**EXERCISE OBJECTIVE**.
Quote the records below word for word, please, from the very first line through the one that contains "impl MigratorTrait for", and nothing beyond it.

**RECORDED DATA**.
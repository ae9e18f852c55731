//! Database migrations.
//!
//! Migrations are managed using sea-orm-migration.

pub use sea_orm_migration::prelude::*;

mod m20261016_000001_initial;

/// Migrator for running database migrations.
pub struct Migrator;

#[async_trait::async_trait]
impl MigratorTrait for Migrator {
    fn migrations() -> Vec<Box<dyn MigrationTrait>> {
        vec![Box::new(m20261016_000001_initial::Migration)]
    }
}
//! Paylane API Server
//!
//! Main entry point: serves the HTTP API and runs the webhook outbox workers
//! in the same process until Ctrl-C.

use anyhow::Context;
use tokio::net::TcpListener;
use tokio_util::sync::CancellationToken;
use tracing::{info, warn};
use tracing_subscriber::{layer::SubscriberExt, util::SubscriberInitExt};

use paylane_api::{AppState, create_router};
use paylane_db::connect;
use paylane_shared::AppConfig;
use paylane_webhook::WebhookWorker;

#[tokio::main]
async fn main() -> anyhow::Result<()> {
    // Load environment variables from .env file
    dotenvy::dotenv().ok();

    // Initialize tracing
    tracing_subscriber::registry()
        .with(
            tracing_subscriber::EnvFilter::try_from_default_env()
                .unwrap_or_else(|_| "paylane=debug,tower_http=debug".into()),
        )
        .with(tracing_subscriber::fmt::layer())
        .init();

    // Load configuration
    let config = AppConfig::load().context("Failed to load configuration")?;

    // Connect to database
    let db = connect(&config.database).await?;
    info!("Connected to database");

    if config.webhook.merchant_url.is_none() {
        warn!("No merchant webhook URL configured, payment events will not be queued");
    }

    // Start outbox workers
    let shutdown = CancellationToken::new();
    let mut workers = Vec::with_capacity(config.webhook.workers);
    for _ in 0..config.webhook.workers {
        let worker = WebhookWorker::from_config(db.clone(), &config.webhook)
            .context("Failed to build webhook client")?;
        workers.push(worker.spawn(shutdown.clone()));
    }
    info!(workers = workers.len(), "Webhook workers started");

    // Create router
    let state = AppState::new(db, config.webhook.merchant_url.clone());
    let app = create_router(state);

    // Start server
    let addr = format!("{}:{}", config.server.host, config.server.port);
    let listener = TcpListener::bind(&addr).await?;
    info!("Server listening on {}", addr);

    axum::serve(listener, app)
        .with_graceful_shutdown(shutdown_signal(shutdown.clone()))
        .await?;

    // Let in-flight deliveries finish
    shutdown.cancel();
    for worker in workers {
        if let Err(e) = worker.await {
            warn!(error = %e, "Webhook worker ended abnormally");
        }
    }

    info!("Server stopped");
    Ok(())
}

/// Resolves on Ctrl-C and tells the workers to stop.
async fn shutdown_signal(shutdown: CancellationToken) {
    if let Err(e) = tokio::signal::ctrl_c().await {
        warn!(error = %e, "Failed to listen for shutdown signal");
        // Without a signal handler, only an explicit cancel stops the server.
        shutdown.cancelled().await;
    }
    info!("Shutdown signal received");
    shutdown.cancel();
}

**SOLUTION TO THIS EXERCISE**.
repository ae9e18f852c55731
//! Database migrations.
//!
//! Migrations are managed using sea-orm-migration.

pub use sea_orm_migration::prelude::*;

mod m20261016_000001_initial;

/// Migrator for running database migrations.
pub struct Migrator;

#[async_trait::async_trait]
impl MigratorTrait for Migrator {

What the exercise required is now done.